Exercise prompt → Word for word, restate the lines of the material below from its first line through the one containing "log does not yet exist.". Omit the rest.

Given data →

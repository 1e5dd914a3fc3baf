//! Append-only CSV log of decoded telemetry.
//!
//! Each write is a scoped open-append-close; no file handle is held across
//! events. The log is never rewritten or deduplicated.

use super::TelemetryMessage;
use std::fs::OpenOptions;
use std::io::Write;
use std::path::{Path, PathBuf};
use thiserror::Error;
use tracing::debug;

/// Header line, emitted exactly once when the log file does not yet exist.
const HEADER: &str = "datetime;state;error;temp;volt;perc;charge;\n";

#[derive(Debug, Error)]
pub enum RecorderError {
    #[error("telemetry log write failed: {0}")]
    Io(#[from] std::io::Error),
    #[error("telemetry payload decode failed: {0}")]
    Decode(#[from] serde_json::Error),
}

/// Stateless transform from a decoded telemetry message to one CSV record.
pub struct TelemetryRecorder {
    path: PathBuf,
}

impl TelemetryRecorder {
    pub fn new(path: impl Into<PathBuf>) -> Self {
        Self { path: path.into() }
    }

    pub fn path(&self) -> &Path {
        &self.path
    }

    /// Append exactly one line for `message`, writing the header first if
    /// the destination log does not yet exist.
    pub fn record(&self, message: &TelemetryMessage) -> Result<(), RecorderError> {
        let fresh = !self.path.exists();
        let mut file = OpenOptions::new()
            .create(true)
            .append(true)
            .open(&self.path)?;
        if fresh {
            file.write_all(HEADER.as_bytes())?;
        }
        file.write_all(format_line(message).as_bytes())?;
        debug!(path = %self.path.display(), "telemetry record appended");
        Ok(())
    }
}

/// Render one CSV line in the fixed field order.
///
/// Fractional fields use a decimal comma for the regional consumer of this
/// log; integer and boolean fields are left untouched.
pub fn format_line(message: &TelemetryMessage) -> String {
    format!(
        "{} {};{};{};{};{};{};{};\n",
        message.clock.time,
        message.clock.date.replace('/', "."),
        message.data.state_code,
        message.data.error_code,
        decimal_comma(message.data.battery.temperature),
        decimal_comma(message.data.battery.voltage),
        message.data.battery.charge_percent,
        message.data.battery.charging,
    )
}

fn decimal_comma(value: f64) -> String {
    value.to_string().replace('.', ",")
}
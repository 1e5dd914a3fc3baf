//! Pure routing of transport events onto the session state machine.

use rumqttc::v5::mqttbytes::v5::Packet;
use rumqttc::v5::Event;

/// What the session loop should do with one transport event.
#[derive(Debug, Clone, PartialEq, Eq)]
pub enum EventRoute {
    /// Broker acknowledged a connection.
    ConnAck,
    /// Inbound publish on some topic.
    Inbound { topic: String, payload: Vec<u8> },
    /// Broker closed the connection.
    Disconnected,
    /// Infrastructure traffic (acks, pings, outgoing packets).
    Ignore,
}

pub fn route_event(event: &Event) -> EventRoute {
    match event {
        Event::Incoming(Packet::ConnAck(_)) => EventRoute::ConnAck,
        Event::Incoming(Packet::Publish(publish)) => EventRoute::Inbound {
            topic: String::from_utf8_lossy(&publish.topic).to_string(),
            payload: publish.payload.to_vec(),
        },
        Event::Incoming(Packet::Disconnect(_)) => EventRoute::Disconnected,
        Event::Incoming(_) => EventRoute::Ignore,
        Event::Outgoing(_) => EventRoute::Ignore,
    }
}
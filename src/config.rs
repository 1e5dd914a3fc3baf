//! Bridge configuration, loaded once at startup.
//!
//! Holds the device identity, cloud API credentials and broker coordinates.
//! Read-only for the process lifetime; no other component mutates it.

use serde::{Deserialize, Serialize};
use std::path::{Path, PathBuf};
use thiserror::Error;
use url::Url;
use uuid::Uuid;

/// Broker port used when the configured host carries no explicit port.
pub const DEFAULT_BROKER_PORT: u16 = 8883;

/// Main bridge configuration structure
#[derive(Debug, Clone, Serialize, Deserialize, PartialEq)]
pub struct BridgeConfig {
    pub device: DeviceSection,
    pub cloud: CloudSection,
    pub broker: BrokerSection,
}

/// Device identity used for cloud login and the broker client id
#[derive(Debug, Clone, Serialize, Deserialize, PartialEq)]
pub struct DeviceSection {
    /// Stable client UUID; generated at load time when absent
    pub client_uuid: Option<String>,
    /// Account email used for the oauth/token exchange
    pub email: String,
    /// Account password
    pub password: String,
}

/// Cloud web API parameters
#[derive(Debug, Clone, Serialize, Deserialize, PartialEq)]
pub struct CloudSection {
    /// Web API host, e.g. "api.worxlandroid.com"
    pub api_host: String,
    /// OAuth client secret issued for this integration
    pub client_secret: String,
}

/// Broker connection parameters
#[derive(Debug, Clone, Serialize, Deserialize, PartialEq)]
pub struct BrokerSection {
    /// Broker host, either bare ("commander-eu.example.com") or an mqtts:// URL
    pub host: String,
    /// Device topic prefix, e.g. "DB510/AABBCCDDEEFF"
    pub topic_prefix: String,
}

/// Configuration loading errors
#[derive(Debug, Error)]
pub enum ConfigError {
    #[error("configuration file not found: {0}")]
    Missing(PathBuf),
    #[error("failed to read config file: {0}")]
    FileRead(#[from] std::io::Error),
    #[error("failed to parse TOML: {0}")]
    TomlParse(#[from] toml::de::Error),
    #[error("invalid broker host: {0}")]
    InvalidBrokerHost(String),
    #[error("invalid configuration: {0}")]
    InvalidConfig(String),
}

impl BridgeConfig {
    /// Load configuration from a TOML file.
    ///
    /// A missing file is an explicit [`ConfigError::Missing`], never a
    /// silent unconfigured start.
    pub fn load_from_file(path: &Path) -> Result<Self, ConfigError> {
        if !path.exists() {
            return Err(ConfigError::Missing(path.to_path_buf()));
        }
        let content = std::fs::read_to_string(path)?;
        let mut config: BridgeConfig = toml::from_str(&content)?;

        validate_topic_prefix(&config.broker.topic_prefix)?;

        // A device UUID is part of the broker client id; mint one for
        // configurations that do not pin it.
        if config.device.client_uuid.is_none() {
            config.device.client_uuid = Some(Uuid::new_v4().to_string());
        }

        Ok(config)
    }

    /// The stable client UUID for this process.
    pub fn client_uuid(&self) -> &str {
        self.device
            .client_uuid
            .as_deref()
            .unwrap_or("00000000-0000-0000-0000-000000000000")
    }

    /// Resolve the broker endpoint as `(host, port)`. Accepts a bare host
    /// name or an `mqtts://` URL with an optional port.
    pub fn broker_endpoint(&self) -> Result<(String, u16), ConfigError> {
        let raw = &self.broker.host;
        if raw.contains("://") {
            let url =
                Url::parse(raw).map_err(|_| ConfigError::InvalidBrokerHost(raw.clone()))?;
            let host = url
                .host_str()
                .ok_or_else(|| ConfigError::InvalidBrokerHost(raw.clone()))?;
            Ok((host.to_string(), url.port().unwrap_or(DEFAULT_BROKER_PORT)))
        } else if raw.is_empty() {
            Err(ConfigError::InvalidBrokerHost(raw.clone()))
        } else {
            Ok((raw.clone(), DEFAULT_BROKER_PORT))
        }
    }
}

fn validate_topic_prefix(prefix: &str) -> Result<(), ConfigError> {
    if prefix.is_empty() {
        return Err(ConfigError::InvalidConfig(
            "broker.topic_prefix must not be empty".to_string(),
        ));
    }
    if prefix.ends_with('/') {
        return Err(ConfigError::InvalidConfig(format!(
            "broker.topic_prefix '{prefix}' must not end with '/'"
        )));
    }
    Ok(())
}

/// Well-known file locations for the bridge's on-disk surfaces.
///
/// `cmdIn.json` and `cmdOut.json` are an external contract: other tools
/// drop pending commands into the first and read the last-received broker
/// payload from the second. Renaming them breaks those producers.
#[derive(Debug, Clone, PartialEq, Eq)]
pub struct BridgePaths {
    /// Persisted PKCS#12 client certificate; presence enables fast connect
    pub certificate: PathBuf,
    /// PEM root certificate the broker's chain is verified against
    pub trust_anchor: PathBuf,
    /// Pending-command mailbox written by external producers
    pub pending_command: PathBuf,
    /// Last-received raw broker payload, overwritten per message
    pub snapshot: PathBuf,
    /// Append-only telemetry CSV
    pub telemetry_log: PathBuf,
}

impl Default for BridgePaths {
    fn default() -> Self {
        Self {
            certificate: PathBuf::from("client.p12"),
            trust_anchor: PathBuf::from("ca.pem"),
            pending_command: PathBuf::from("cmdIn.json"),
            snapshot: PathBuf::from("cmdOut.json"),
            telemetry_log: PathBuf::from("telemetry.csv"),
        }
    }
}

impl BridgePaths {
    /// Override the telemetry log destination (the `-l` flag).
    pub fn with_telemetry_log(mut self, path: PathBuf) -> Self {
        self.telemetry_log = path;
        self
    }
}

#[cfg(test)]
mod tests {
    use super::*;

    fn parse(toml_content: &str) -> BridgeConfig {
        toml::from_str(toml_content).unwrap()
    }

    const FULL_CONFIG: &str = r#"
[device]
client_uuid = "f47ac10b-58cc-4372-a567-0e02b2c3d479"
email = "owner@example.com"
password = "hunter2"

[cloud]
api_host = "api.example.com"
client_secret = "s3cret"

[broker]
host = "b.example"
topic_prefix = "DB510/AA"
"#;

    #[test]
    fn test_full_config_parses() {
        let config = parse(FULL_CONFIG);
        assert_eq!(config.device.email, "owner@example.com");
        assert_eq!(config.cloud.api_host, "api.example.com");
        assert_eq!(config.broker.topic_prefix, "DB510/AA");
        assert_eq!(
            config.client_uuid(),
            "f47ac10b-58cc-4372-a567-0e02b2c3d479"
        );
    }

    #[test]
    fn test_missing_file_is_explicit_error() {
        let result = BridgeConfig::load_from_file(Path::new("does/not/exist.toml"));
        assert!(matches!(result, Err(ConfigError::Missing(_))));
    }

    #[test]
    fn test_client_uuid_generated_when_absent() {
        let dir = tempfile::tempdir().unwrap();
        let path = dir.path().join("bridge.toml");
        let without_uuid = FULL_CONFIG.replace(
            "client_uuid = \"f47ac10b-58cc-4372-a567-0e02b2c3d479\"\n",
            "",
        );
        std::fs::write(&path, without_uuid).unwrap();

        let config = BridgeConfig::load_from_file(&path).unwrap();
        assert!(config.device.client_uuid.is_some());
        assert!(Uuid::parse_str(config.client_uuid()).is_ok());
    }

    #[test]
    fn test_broker_endpoint_bare_host() {
        let config = parse(FULL_CONFIG);
        let (host, port) = config.broker_endpoint().unwrap();
        assert_eq!(host, "b.example");
        assert_eq!(port, DEFAULT_BROKER_PORT);
    }

    #[test]
    fn test_broker_endpoint_url_form() {
        let mut config = parse(FULL_CONFIG);
        config.broker.host = "mqtts://commander-eu.example.com:8884".to_string();
        let (host, port) = config.broker_endpoint().unwrap();
        assert_eq!(host, "commander-eu.example.com");
        assert_eq!(port, 8884);
    }

    #[test]
    fn test_broker_endpoint_rejects_empty_host() {
        let mut config = parse(FULL_CONFIG);
        config.broker.host = String::new();
        assert!(matches!(
            config.broker_endpoint(),
            Err(ConfigError::InvalidBrokerHost(_))
        ));
    }

    #[test]
    fn test_topic_prefix_validation() {
        assert!(validate_topic_prefix("DB510/AA").is_ok());
        assert!(validate_topic_prefix("").is_err());
        assert!(validate_topic_prefix("DB510/AA/").is_err());
    }

    #[test]
    fn test_default_paths_preserve_external_names() {
        let paths = BridgePaths::default();
        assert_eq!(paths.pending_command, PathBuf::from("cmdIn.json"));
        assert_eq!(paths.snapshot, PathBuf::from("cmdOut.json"));
    }

    #[test]
    fn test_telemetry_log_override() {
        let paths = BridgePaths::default().with_telemetry_log(PathBuf::from("/tmp/m.csv"));
        assert_eq!(paths.telemetry_log, PathBuf::from("/tmp/m.csv"));
        assert_eq!(paths.certificate, PathBuf::from("client.p12"));
    }
}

Output of the exercise →
repository 1e5dd914a3fc3baf
//! Append-only CSV log of decoded telemetry.
//!
//! Each write is a scoped open-append-close; no file handle is held across
//! events. The log is never rewritten or deduplicated.

use super::TelemetryMessage;
use std::fs::OpenOptions;
use std::io::Write;
use std::path::{Path, PathBuf};
use thiserror::Error;
use tracing::debug;

/// Header line, emitted exactly once when the log file does not yet exist.
const HEADER: &str = "datetime;state;error;temp;volt;perc;charge;\n";

#[derive(Debug, Error)]
pub enum RecorderError {
    #[error("telemetry log write failed: {0}")]
    Io(#[from] std::io::Error),
    #[error("telemetry payload decode failed: {0}")]
    Decode(#[from] serde_json::Error),
}

/// Stateless transform from a decoded telemetry message to one CSV record.
pub struct TelemetryRecorder {
    path: PathBuf,
}

impl TelemetryRecorder {
    pub fn new(path: impl Into<PathBuf>) -> Self {
        Self { path: path.into() }
    }

    pub fn path(&self) -> &Path {
        &self.path
    }

    /// Append exactly one line for `message`, writing the header first if
    /// the destination log does not yet exist.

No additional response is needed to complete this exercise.